2 Perfoming a full wave of emulation and history matching

In this section we show a simple and direct way of performing a full wave of emulation and history matching (the first wave). This is done by using the function full_wave, which needs the following information:

  • A dataset that will be split by the function into training data and test data;

  • A list of ranges for the parameters;

  • The targets: for each of the model outputs to emulate, we need a pair (val, sigma) that we will use to evaluate implausibility. The ‘val’ component represents the mean value of the output and ‘sigma’ represents our uncertainty about it: a pair (val,sigma) corresponds to the acceptable interval (val - 3* sigma, val + 3*sigma);

We already have almost all of these pieces. We only need to define the targets:

targets = list(
  I10 = list(val = 240, sigma = 12.64),
  I15 = list(val = 396, sigma = 20.49),
  I20 = list(val = 453, sigma = 23.24),
  I25 = list(val = 428, sigma = 21.99),
  I30 = list(val = 392, sigma = 20.15)
)

Show: More on how targets were set

Before performing a full wave of history matching with emulation we use the simulator_plot function to plot runs from parameter sets in wave0 and compare them to our targets. Note the in graph titles we will refer to parameter sets in a given wave as “wave points” for the sake of shortness.

all_points <- list(wave0[,1:9])
simulator_plot(all_points, targets, palette="goldenrod1")

We then perform the first wave of history matching through the function full_wave:

test_full_wave <- full_wave(wave0[,1:9], ranges, targets)

The full_wave function does the following for us:

  • takes all the data (wave0[,1:9]) and splits it into a training set and a validation set. The default proportion of data used to train the emulators is 70%;

  • creates initial emulators: these are a preliminary version of the emulators necessary to set our priors for the Bayes Linear method;

  • creates the emulators: these are obtained by adjusting the base emulators through the Bayes Linear update formulae;

  • provides us with points, the new sample parameter sets where the model will be run to build the next wave emulators.

To see how the parameter space has changed after the first wave of the process, we use the function wave_points, which plots the old and the new set of parameters on the same pair of axis:

wave_points(list(wave0, test_full_wave$points), names(ranges))

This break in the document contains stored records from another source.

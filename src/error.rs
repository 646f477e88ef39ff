use std::path::PathBuf;

use thiserror::Error as ThisError;

/// Errors that can occur while building a logger
#[derive(ThisError, Debug)]
pub enum Error {
    /// Neither console nor file output is enabled.
    #[error("Configuration error: console and file output must not both be disabled")]
    NoSink,
    /// The log directory could not be created.
    #[error("Failed to create log directory {}: {source}", path.display())]
    CreateDir {
        path: PathBuf,
        #[source]
        source: std::io::Error,
    },
    /// I/O operation failed.
    #[error("IO error: {0}")]
    Io(#[from] std::io::Error),
    /// Initialization failed.
    #[error("Initialization error: {0}")]
    Init(String),
}

/// Result type alias
pub type Result<T> = std::result::Result<T, Error>;
//! Rotation policy and backup retention.
//!
//! A rotated file is renamed to `<stem>-<timestamp><ext>` next to the active
//! file, with the timestamp in UTC (`2026-01-09T14-03-07.120`). Retention then
//! prunes backups by count and age and optionally gzips the survivors.

use std::fs;
use std::io;
use std::path::{Path, PathBuf};

use time::macros::format_description;
use time::{Duration, OffsetDateTime, PrimitiveDateTime};

use crate::Config;

const MEGABYTE: u64 = 1024 * 1024;
const GZ_SUFFIX: &str = ".gz";

/// Limits applied by [`RotatingWriter`](crate::RotatingWriter).
#[derive(Debug, Clone, Copy, PartialEq, Eq)]
pub struct RotationPolicy {
    /// Maximum size of the active file in bytes.
    pub max_size: u64,
    /// Backups to keep; zero keeps all of them.
    pub max_backups: usize,
    /// Backup retention in days; zero disables age pruning.
    pub max_age_days: u64,
    /// Gzip backups after rotation.
    pub compress: bool,
}

impl RotationPolicy {
    /// Create a policy with the size given in megabytes.
    pub fn new(max_size_mb: u64, max_backups: usize, max_age_days: u64) -> Self {
        Self {
            max_size: max_size_mb.saturating_mul(MEGABYTE),
            max_backups,
            max_age_days,
            compress: false,
        }
    }

    /// Set the size limit in bytes.
    pub fn with_max_size_bytes(mut self, max_size: u64) -> Self {
        self.max_size = max_size;
        self
    }

    pub fn with_compress(mut self, compress: bool) -> Self {
        self.compress = compress;
        self
    }

    /// Policy for a normalized configuration.
    pub fn from_config(config: &Config) -> Self {
        Self::new(config.max_size, config.max_backups, config.max_age).with_compress(config.compress)
    }
}

/// Backup path for `path` rotated at `at`.
pub fn backup_name(path: &Path, at: OffsetDateTime) -> PathBuf {
    let (stem, ext) = split_name(path);
    let at = at.to_offset(time::UtcOffset::UTC);
    let stamp = at
        .format(format_description!(
            "[year]-[month]-[day]T[hour]-[minute]-[second].[subsecond digits:3]"
        ))
        .unwrap_or_default();
    path.with_file_name(format!("{}-{}{}", stem, stamp, ext))
}

/// First backup name for `path` at or after `at` that is not taken, neither
/// plain nor gzipped. Rotations within the same millisecond move on to the
/// next one.
pub fn free_backup_name(path: &Path, mut at: OffsetDateTime) -> PathBuf {
    loop {
        let candidate = backup_name(path, at);
        let mut gz = candidate.as_os_str().to_owned();
        gz.push(GZ_SUFFIX);
        if !candidate.exists() && !Path::new(&gz).exists() {
            return candidate;
        }
        at += Duration::milliseconds(1);
    }
}

/// A rotated file found next to the active log.
#[derive(Debug, Clone, PartialEq, Eq)]
pub struct Backup {
    pub path: PathBuf,
    pub rotated_at: OffsetDateTime,
    pub compressed: bool,
}

/// List the backups of `path`, newest first.
pub fn list_backups(path: &Path) -> io::Result<Vec<Backup>> {
    let dir = match path.parent() {
        Some(parent) if !parent.as_os_str().is_empty() => parent.to_path_buf(),
        _ => PathBuf::from("."),
    };
    let (stem, ext) = split_name(path);
    let prefix = format!("{}-", stem);

    let mut backups = Vec::new();
    for entry in fs::read_dir(&dir)? {
        let entry = entry?;
        if !entry.file_type()?.is_file() {
            continue;
        }
        let name = entry.file_name().to_string_lossy().into_owned();
        let (plain, compressed) = match name.strip_suffix(GZ_SUFFIX) {
            Some(plain) => (plain, true),
            None => (name.as_str(), false),
        };
        if let Some(rotated_at) = parse_backup_time(plain, &prefix, &ext) {
            backups.push(Backup {
                path: entry.path(),
                rotated_at,
                compressed,
            });
        }
    }

    backups.sort_by(|a, b| b.rotated_at.cmp(&a.rotated_at));
    Ok(backups)
}

/// Apply count, age and compression rules to the backups of `path`.
pub fn enforce_retention(path: &Path, policy: &RotationPolicy) -> io::Result<()> {
    let backups = list_backups(path)?;
    let cutoff = age_cutoff(OffsetDateTime::now_utc(), policy.max_age_days);

    // A backup and its gzipped twin count once.
    let mut kept_stamps: Vec<OffsetDateTime> = Vec::new();
    let mut survivors = Vec::new();
    for backup in backups {
        let expired = cutoff.is_some_and(|cutoff| backup.rotated_at < cutoff);
        let is_new_stamp = !kept_stamps.contains(&backup.rotated_at);
        let over_count = policy.max_backups > 0
            && is_new_stamp
            && kept_stamps.len() >= policy.max_backups;

        if expired || over_count {
            fs::remove_file(&backup.path)?;
            continue;
        }
        if is_new_stamp {
            kept_stamps.push(backup.rotated_at);
        }
        survivors.push(backup);
    }

    if policy.compress {
        for backup in survivors.iter().filter(|b| !b.compressed) {
            let already_done = survivors
                .iter()
                .any(|b| b.compressed && b.rotated_at == backup.rotated_at);
            if already_done {
                fs::remove_file(&backup.path)?;
            } else {
                compress_file(&backup.path)?;
            }
        }
    }

    Ok(())
}

/// Oldest rotation time that survives age pruning. `None` when pruning is off
/// or the age reaches past the representable range.
fn age_cutoff(now: OffsetDateTime, max_age_days: u64) -> Option<OffsetDateTime> {
    if max_age_days == 0 {
        return None;
    }
    let seconds = i64::try_from(max_age_days).ok()?.checked_mul(86_400)?;
    now.checked_sub(Duration::seconds(seconds))
}

#[cfg(feature = "compress")]
fn compress_file(path: &Path) -> io::Result<()> {
    use flate2::Compression;
    use flate2::write::GzEncoder;

    let mut target = path.as_os_str().to_owned();
    target.push(GZ_SUFFIX);

    let mut source = fs::File::open(path)?;
    let out = fs::File::create(&target)?;
    let mut encoder = GzEncoder::new(out, Compression::default());
    io::copy(&mut source, &mut encoder)?;
    encoder.finish()?.sync_all()?;
    drop(source);
    fs::remove_file(path)
}

#[cfg(not(feature = "compress"))]
fn compress_file(_path: &Path) -> io::Result<()> {
    Ok(())
}

fn split_name(path: &Path) -> (String, String) {
    let stem = path
        .file_stem()
        .map(|s| s.to_string_lossy().into_owned())
        .unwrap_or_default();
    let ext = path
        .extension()
        .map(|e| format!(".{}", e.to_string_lossy()))
        .unwrap_or_default();
    (stem, ext)
}

fn parse_backup_time(name: &str, prefix: &str, ext: &str) -> Option<OffsetDateTime> {
    let stamp = name.strip_prefix(prefix)?.strip_suffix(ext)?;
    PrimitiveDateTime::parse(
        stamp,
        format_description!("[year]-[month]-[day]T[hour]-[minute]-[second].[subsecond digits:3]"),
    )
    .ok()
    .map(PrimitiveDateTime::assume_utc)
}

#[cfg(test)]
mod tests {
    use super::*;
    use time::macros::datetime;

    #[test]
    fn test_policy_from_config() {
        let config = Config::new()
            .with_max_size(2)
            .with_max_backups(4)
            .with_max_age(7)
            .with_compress(true);
        let policy = RotationPolicy::from_config(&config);
        assert_eq!(policy.max_size, 2 * 1024 * 1024);
        assert_eq!(policy.max_backups, 4);
        assert_eq!(policy.max_age_days, 7);
        assert!(policy.compress);
    }

    #[test]
    fn test_backup_name() {
        let at = datetime!(2026-01-09 14:03:07.120 UTC);
        assert_eq!(
            backup_name(Path::new("/var/log/app.log"), at),
            PathBuf::from("/var/log/app-2026-01-09T14-03-07.120.log")
        );
        assert_eq!(
            backup_name(Path::new("noext"), at),
            PathBuf::from("noext-2026-01-09T14-03-07.120")
        );
    }

    #[test]
    fn test_backup_name_uses_utc() {
        let at = datetime!(2026-01-09 16:00:00.000 +02:00);
        assert_eq!(
            backup_name(Path::new("app.log"), at),
            PathBuf::from("app-2026-01-09T14-00-00.000.log")
        );
    }

    #[test]
    fn test_free_backup_name_skips_taken_names() {
        let dir = tempfile::tempdir().unwrap();
        let log = dir.path().join("app.log");
        let at = datetime!(2026-01-09 14:03:07.120 UTC);

        assert_eq!(free_backup_name(&log, at), backup_name(&log, at));

        touch(&backup_name(&log, at));
        let gz = dir.path().join("app-2026-01-09T14-03-07.121.log.gz");
        touch(&gz);
        assert_eq!(
            free_backup_name(&log, at),
            dir.path().join("app-2026-01-09T14-03-07.122.log")
        );
    }

    #[test]
    fn test_age_cutoff() {
        let now = datetime!(2026-01-09 00:00:00 UTC);
        assert_eq!(age_cutoff(now, 0), None);
        assert_eq!(age_cutoff(now, 2), Some(datetime!(2026-01-07 00:00:00 UTC)));
        assert_eq!(age_cutoff(now, 1 << 62), None);
        assert_eq!(age_cutoff(now, u64::MAX), None);
        assert_eq!(age_cutoff(now, 365 * 100_000), None);
    }

    #[test]
    fn test_huge_max_age_disables_age_pruning() {
        let dir = tempfile::tempdir().unwrap();
        let log = dir.path().join("app.log");
        let recent = backup_name(&log, OffsetDateTime::now_utc() - Duration::hours(1));
        let old = backup_name(&log, datetime!(2000-01-01 00:00:00 UTC));
        touch(&recent);
        touch(&old);

        for days in [u64::MAX, 1 << 62] {
            enforce_retention(&log, &RotationPolicy::new(1, 3, days)).unwrap();
            assert!(recent.exists());
            assert!(old.exists());
        }
    }

    #[test]
    fn test_parse_backup_time() {
        let parsed = parse_backup_time("app-2026-01-09T14-03-07.120.log", "app-", ".log");
        assert_eq!(parsed, Some(datetime!(2026-01-09 14:03:07.120 UTC)));
        assert_eq!(parse_backup_time("app.log", "app-", ".log"), None);
        assert_eq!(parse_backup_time("app-garbage.log", "app-", ".log"), None);
        assert_eq!(parse_backup_time("other-2026-01-09T14-03-07.120.log", "app-", ".log"), None);
    }

    fn touch(path: &Path) {
        fs::write(path, b"x\n").unwrap();
    }

    #[test]
    fn test_list_backups_newest_first() {
        let dir = tempfile::tempdir().unwrap();
        let log = dir.path().join("app.log");
        touch(&log);
        touch(&backup_name(&log, datetime!(2026-01-01 00:00:00 UTC)));
        touch(&backup_name(&log, datetime!(2026-01-03 00:00:00 UTC)));
        touch(&dir.path().join("app-2026-01-02T00-00-00.000.log.gz"));
        touch(&dir.path().join("unrelated.txt"));

        let backups = list_backups(&log).unwrap();
        assert_eq!(backups.len(), 3);
        assert_eq!(backups[0].rotated_at, datetime!(2026-01-03 00:00:00 UTC));
        assert!(backups[1].compressed);
        assert_eq!(backups[2].rotated_at, datetime!(2026-01-01 00:00:00 UTC));
    }

    #[test]
    fn test_retention_by_count() {
        let dir = tempfile::tempdir().unwrap();
        let log = dir.path().join("app.log");
        let now = OffsetDateTime::now_utc();
        for minutes in 1..=5 {
            touch(&backup_name(&log, now - Duration::minutes(minutes)));
        }

        let policy = RotationPolicy::new(1, 2, 0);
        enforce_retention(&log, &policy).unwrap();

        let backups = list_backups(&log).unwrap();
        assert_eq!(backups.len(), 2);
        assert!(backups[0].rotated_at > backups[1].rotated_at);
    }

    #[test]
    fn test_retention_by_age() {
        let dir = tempfile::tempdir().unwrap();
        let log = dir.path().join("app.log");
        let now = OffsetDateTime::now_utc();
        let fresh = backup_name(&log, now - Duration::hours(1));
        let stale = backup_name(&log, now - Duration::days(10));
        touch(&fresh);
        touch(&stale);

        let policy = RotationPolicy::new(1, 0, 7);
        enforce_retention(&log, &policy).unwrap();

        assert!(fresh.exists());
        assert!(!stale.exists());
    }

    #[cfg(feature = "compress")]
    #[test]
    fn test_retention_compresses() {
        use std::io::Read;

        let dir = tempfile::tempdir().unwrap();
        let log = dir.path().join("app.log");
        let backup = backup_name(&log, OffsetDateTime::now_utc());
        fs::write(&backup, b"rotated content\n").unwrap();

        let policy = RotationPolicy::new(1, 3, 30).with_compress(true);
        enforce_retention(&log, &policy).unwrap();

        assert!(!backup.exists());
        let gz = PathBuf::from(format!("{}.gz", backup.display()));
        assert!(gz.exists());

        let mut decoded = String::new();
        flate2::read::GzDecoder::new(fs::File::open(&gz).unwrap())
            .read_to_string(&mut decoded)
            .unwrap();
        assert_eq!(decoded, "rotated content\n");
    }
}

Here wave0 parameter sets are in yellow and the new sets are in purple. The plots in the main diagonal show the distribution of points in the two sets. In each plot the parameters that are not shown are fixed at the mid-range value. Let us take a look at the yellow and purple distributions for the delta parameter. While the distribution of points in wave0 is rather uniform, the distribution of the new wave peaks at low values of delta and decreases to zero for large values of delta. Similarly, if we look at the beta-gamma plot, the yellow points are uniformly distributed, while the purple points are concentrated in the upper right region: this suggests that parameter sets with low values of beta and low values of mu are unlikely to give a good fit for the model.

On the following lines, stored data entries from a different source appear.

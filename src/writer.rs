use std::fs::{File, OpenOptions};
use std::io::{self, Write};
use std::path::{Path, PathBuf};
use std::sync::mpsc::{self, Sender};
use std::sync::{Mutex, MutexGuard, PoisonError};
use std::thread::JoinHandle;

use time::OffsetDateTime;

use crate::rotation::{self, RotationPolicy};

enum MillRequest {
    Run,
    Wait(Sender<()>),
}

/// Background worker that prunes and compresses backups, so the write path
/// only pays for the rename.
#[derive(Debug)]
struct Mill {
    requests: Option<Sender<MillRequest>>,
    worker: Option<JoinHandle<()>>,
}

impl Mill {
    fn spawn(path: PathBuf, policy: RotationPolicy) -> io::Result<Self> {
        let (tx, rx) = mpsc::channel();
        let worker = std::thread::Builder::new()
            .name("pplog-mill".into())
            .spawn(move || {
                for request in rx {
                    match request {
                        // Retention problems must not cost any record.
                        MillRequest::Run => {
                            let _ = rotation::enforce_retention(&path, &policy);
                        }
                        MillRequest::Wait(done) => {
                            let _ = done.send(());
                        }
                    }
                }
            })?;
        Ok(Self {
            requests: Some(tx),
            worker: Some(worker),
        })
    }

    fn request(&self) {
        if let Some(tx) = &self.requests {
            let _ = tx.send(MillRequest::Run);
        }
    }

    /// Block until every request queued so far has been handled.
    fn wait(&self) {
        let Some(tx) = &self.requests else { return };
        let (done_tx, done_rx) = mpsc::channel();
        if tx.send(MillRequest::Wait(done_tx)).is_ok() {
            let _ = done_rx.recv();
        }
    }
}

impl Drop for Mill {
    fn drop(&mut self) {
        self.requests.take();
        if let Some(worker) = self.worker.take() {
            let _ = worker.join();
        }
    }
}

/// State of the active log file.
#[derive(Debug)]
struct FileState {
    file: File,
    /// Bytes currently in the file.
    size: u64,
}

/// A writer that rotates its file once the next record would exceed the size
/// limit.
///
/// Writes go through `&RotatingWriter`, so one instance can be shared between
/// threads behind an `Arc`. Pruning and compression of backups run on a
/// dedicated thread; [`sync`](Self::sync) waits for it to catch up.
#[derive(Debug)]
pub struct RotatingWriter {
    path: PathBuf,
    policy: RotationPolicy,
    state: Mutex<Option<FileState>>,
    mill: Mill,
}

impl RotatingWriter {
    /// Create a rotating writer for `path`, creating parent directories.
    ///
    /// An existing file is appended to when it is under the size limit and
    /// rotated away otherwise.
    pub fn new(path: impl Into<PathBuf>, policy: RotationPolicy) -> io::Result<Self> {
        let path = path.into();
        let writer = Self {
            mill: Mill::spawn(path.clone(), policy)?,
            path,
            policy,
            state: Mutex::new(None),
        };

        if let Some(parent) = writer.path.parent()
            && !parent.as_os_str().is_empty()
        {
            std::fs::create_dir_all(parent)?;
        }

        {
            let mut guard = writer.lock();
            *guard = Some(writer.open_existing_or_new(0)?);
        }

        Ok(writer)
    }

    /// Path of the active file.
    pub fn path(&self) -> &Path {
        &self.path
    }

    pub fn policy(&self) -> &RotationPolicy {
        &self.policy
    }

    /// Close the active file, move it to a backup and start a fresh one.
    pub fn rotate(&self) -> io::Result<()> {
        let mut guard = self.lock();
        self.rotate_locked(&mut guard)
    }

    /// Flush the active file to disk and wait for pending backup retention.
    pub fn sync(&self) -> io::Result<()> {
        {
            let guard = self.lock();
            if let Some(state) = guard.as_ref() {
                state.file.sync_all()?;
            }
        }
        self.mill.wait();
        Ok(())
    }

    fn lock(&self) -> MutexGuard<'_, Option<FileState>> {
        self.state.lock().unwrap_or_else(PoisonError::into_inner)
    }

    fn write_record(&self, buf: &[u8]) -> io::Result<usize> {
        let len = buf.len() as u64;
        if len > self.policy.max_size {
            return Err(io::Error::new(
                io::ErrorKind::InvalidInput,
                format!(
                    "write length {} exceeds maximum file size {}",
                    len, self.policy.max_size
                ),
            ));
        }

        let mut guard = self.lock();
        if guard.is_none() {
            *guard = Some(self.open_existing_or_new(len)?);
        } else if guard
            .as_ref()
            .is_some_and(|state| state.size + len > self.policy.max_size)
        {
            self.rotate_locked(&mut guard)?;
        }

        let state = guard
            .as_mut()
            .ok_or_else(|| io::Error::other("log file is not open"))?;
        state.file.write_all(buf)?;
        state.size += len;
        Ok(buf.len())
    }

    fn rotate_locked(&self, guard: &mut MutexGuard<'_, Option<FileState>>) -> io::Result<()> {
        // Drop the handle before renaming the file underneath it.
        **guard = None;
        **guard = Some(self.open_new()?);
        self.mill.request();
        Ok(())
    }

    fn open_existing_or_new(&self, write_len: u64) -> io::Result<FileState> {
        let size = match std::fs::metadata(&self.path) {
            Ok(meta) => meta.len(),
            Err(e) if e.kind() == io::ErrorKind::NotFound => return self.open_new(),
            Err(e) => return Err(e),
        };

        if size + write_len > self.policy.max_size {
            let state = self.open_new()?;
            self.mill.request();
            return Ok(state);
        }

        let file = OpenOptions::new().append(true).open(&self.path)?;
        Ok(FileState { file, size })
    }

    fn open_new(&self) -> io::Result<FileState> {
        if self.path.exists() {
            let backup = rotation::free_backup_name(&self.path, OffsetDateTime::now_utc());
            std::fs::rename(&self.path, backup)?;
        }

        let file = OpenOptions::new()
            .create(true)
            .write(true)
            .truncate(true)
            .open(&self.path)?;
        Ok(FileState { file, size: 0 })
    }
}

impl Write for &RotatingWriter {
    fn write(&mut self, buf: &[u8]) -> io::Result<usize> {
        self.write_record(buf)
    }

    fn flush(&mut self) -> io::Result<()> {
        let mut guard = self.lock();
        match guard.as_mut() {
            Some(state) => state.file.flush(),
            None => Ok(()),
        }
    }
}

impl Write for RotatingWriter {
    fn write(&mut self, buf: &[u8]) -> io::Result<usize> {
        (&*self).write(buf)
    }

    fn flush(&mut self) -> io::Result<()> {
        (&*self).flush()
    }
}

The next plot shows that parameter sets in points (in orange) perform considerably better than parameter sets in wave0 (in yellow). To create the plot we bind the parameter sets in points with the relative model runs, that we obtain through the getOutputs function.

next_wave <- getOutputs(test_full_wave$points, seq(10,30,by=5))
wave1 <- data.frame(cbind(test_full_wave$points,next_wave))%>%   
  setNames(c(names(ranges),paste0("I",seq(10,30,by=5)),   paste0("EV",seq(10,30,by=5))))
all_points <- list(wave0[,1:9], wave1[,1:9])
simulator_plot(all_points, targets, palette=c("goldenrod1", "red"))

In order to perform the second wave of the process, we can use full_wave again, this time passing it the runs in wave1, the ranges and targets as before, and the emulators trained in wave one old_emulators = test_full_wave$emulators. In general, at wave \(k\), all emulators trained in earlier waves should be passed to the full_wave function.

full_wave_2 <- full_wave(wave1[,1:9], ranges, targets, old_emulators = test_full_wave$emulators)

We can compare the new non-implausible points with the previous ones:

wave_points(list(wave0, test_full_wave$points, full_wave_2$points), names(ranges))

In the following sections we will explain step by step what full_wave does behind the scenes. This will not only enhance the reader’s overall understanding, but will also provide them with the necessary tools to have more control over the process and customise it through their judgement.